According to court documents, when officers arrived after the shooting, it appeared that Whitney had been the victim of a home robbery where she caught the perpetrator and was killed.
Murphy told police he came home that night to find his wife murdered and claimed he had been out washing his truck and checking sprinkler pivots on instructions from his boss to “water the farm” that day. His boss denied giving those orders, police said.
Investigators said nothing was taken from the home, including a portable safe containing $30,000, Whitney’s purse, firearms and other valuables. The only thing missing was Murphy’s shotgun, which was the suspected murder weapon.
The insurance company that issued the life insurance policy on Whitney denied Murphy’s claim after her death, and he then refused to pay for her funeral, police said.
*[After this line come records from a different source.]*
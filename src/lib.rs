//! Radix-2 and radix-4 Cooley-Tukey FFTs over `Complex64` buffers, plus the transforms built on
//! top of them: DCT-II and linear convolution.
//!
//! Every transform runs in place on a caller-owned buffer whose length is an exact power of the
//! chosen radix. Lengths are validated before anything is written, so a call that returns `Err`
//! leaves the buffer as it was.
//!
//! ```
//! use num_complex::Complex64;
//! use radixft::{ifft, transform, Direction, Normalization, Radix, Variant};
//!
//! let mut signal: Vec<Complex64> = (0..16).map(|i| Complex64::new(i as f64, 0.0)).collect();
//! let original = signal.clone();
//!
//! transform(&mut signal, Radix::Four, Variant::Dit, Direction::Forward).unwrap();
//! ifft(&mut signal, Radix::Four, Variant::Dif, Normalization::Backward).unwrap();
//!
//! for (a, b) in signal.iter().zip(original.iter()) {
//!     assert!((a - b).norm() < 1e-12);
//! }
//! ```
use num_complex::Complex64;

use crate::algorithms::dif::dif_with_planner;
use crate::algorithms::dit::dit_with_planner;
use crate::utils::{combine_re_im, deinterleave_complex64};

pub mod algorithms;
pub mod convolve;
pub mod dct;
pub mod dft;
pub mod error;
pub mod helpers;
mod kernels;
pub mod options;
mod parallel;
pub mod planner;
pub mod twiddles;
mod utils;

pub use crate::convolve::{convolve, ConvolutionMethod, ConvolutionMode};
pub use crate::dct::{dct2, Dct2Plan, DctDerivation};
pub use crate::error::FftError;
pub use crate::options::{Normalization, Options, Variant};
pub use crate::planner::{Direction, PlanCache, Planner, Radix};

/// FFT of `data` in place, with [`Normalization::Backward`] and options guessed from the length.
///
/// # Errors
///
/// Returns [`FftError::InvalidLength`] if `data.len()` is not a power of `radix`.
pub fn transform(
    data: &mut [Complex64],
    radix: Radix,
    variant: Variant,
    direction: Direction,
) -> Result<(), FftError> {
    let opts = Options::guess_options(data.len());
    transform_with_opts(data, radix, variant, direction, &opts)
}

/// FFT of `data` in place with explicit [`Options`].
///
/// # Errors
///
/// Returns [`FftError::InvalidLength`] if `data.len()` is not a power of `radix`.
pub fn transform_with_opts(
    data: &mut [Complex64],
    radix: Radix,
    variant: Variant,
    direction: Direction,
    opts: &Options,
) -> Result<(), FftError> {
    let planner = Planner::new(data.len(), radix, direction)?;
    transform_with_opts_and_plan(data, variant, opts, &planner)
}

/// FFT of `data` in place, reusing a pre-computed [`Planner`].
///
/// The planner fixes the radix and the direction. An inverse planner runs the butterflies on the
/// conjugate twiddle table.
///
/// # Errors
///
/// Returns [`FftError::LengthMismatch`] if `data.len()` differs from the planner's length.
pub fn transform_with_opts_and_plan(
    data: &mut [Complex64],
    variant: Variant,
    opts: &Options,
    planner: &Planner,
) -> Result<(), FftError> {
    match variant {
        Variant::Dit => dit_with_planner(data, planner, opts.multithreaded)?,
        Variant::Dif => dif_with_planner(data, planner, opts.multithreaded)?,
    }

    if let Some(factor) = opts.normalization.factor(planner.direction(), data.len()) {
        scale(data, factor);
    }
    Ok(())
}

/// Inverse FFT of `data` in place, computed with the forward engine on conjugated samples.
///
/// `normalization` decides the scale of the result; with [`Normalization::Backward`] this undoes
/// a forward [`transform`] exactly.
///
/// # Errors
///
/// Returns [`FftError::InvalidLength`] if `data.len()` is not a power of `radix`.
pub fn ifft(
    data: &mut [Complex64],
    radix: Radix,
    variant: Variant,
    normalization: Normalization,
) -> Result<(), FftError> {
    let planner = Planner::new(data.len(), radix, Direction::Forward)?;
    let opts = Options::guess_options(data.len()).with_normalization(normalization);
    ifft_with_plan(data, variant, &opts, &planner)
}

/// Conjugate, run the forward `planner`, conjugate, scale for the inverse direction.
pub(crate) fn ifft_with_plan(
    data: &mut [Complex64],
    variant: Variant,
    opts: &Options,
    planner: &Planner,
) -> Result<(), FftError> {
    if data.len() != planner.len() {
        return Err(FftError::LengthMismatch {
            expected: planner.len(),
            actual: data.len(),
        });
    }

    data.iter_mut().for_each(|z| *z = z.conj());
    let unscaled = Options::default()
        .with_normalization(Normalization::Backward)
        .with_multithreaded(opts.multithreaded);
    transform_with_opts_and_plan(data, variant, &unscaled, planner)?;
    data.iter_mut().for_each(|z| *z = z.conj());

    if let Some(factor) = opts.normalization.factor(Direction::Inverse, data.len()) {
        scale(data, factor);
    }
    Ok(())
}

/// FFT over separate real and imaginary buffers, in place.
///
/// # Errors
///
/// Returns [`FftError::DimensionMismatch`] if `reals` and `imags` differ in length and
/// [`FftError::InvalidLength`] if that length is not a power of `radix`.
pub fn transform_split(
    reals: &mut [f64],
    imags: &mut [f64],
    radix: Radix,
    variant: Variant,
    direction: Direction,
) -> Result<(), FftError> {
    let mut signal = combine_re_im(reals, imags)?;
    transform(&mut signal, radix, variant, direction)?;

    let (re, im) = deinterleave_complex64(&signal);
    reals.copy_from_slice(&re);
    imags.copy_from_slice(&im);
    Ok(())
}

fn scale(data: &mut [Complex64], factor: f64) {
    data.iter_mut().for_each(|z| *z *= factor);
}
Police said only a few people knew the layout of the neighbor’s home or would have known where to shoot at an occupant in the basement bedroom. Everyone who did, police said, had witnesses or facts that proved where they were that night — except for Murphy.
Murphy also had gunshot residue on his hands, records say, which he at first explained by saying he had been shooting pigeons earlier in the day. No shells were recovered in the area where he claimed he was hunting and the shotgun was not recovered, police said.
Police say people who know Murphy said he was not a hunter and he did not own a hunting license. He later admitted that he hadn’t been hunting but offered no explanation for the gunshot residue found on him.
The timeline for what Murphy said he did the night his wife was killed did not add up, detectives said.
He admitted to cheating on Whitney, said that they had been fighting and that he struggled with depression and suicide, court records said.
A text message he sent to his wife was also recovered, telling her to come “straight home.”
A preliminary hearing is set in the case at 9 a.m. March 12 in Cassia County Magistrate Court.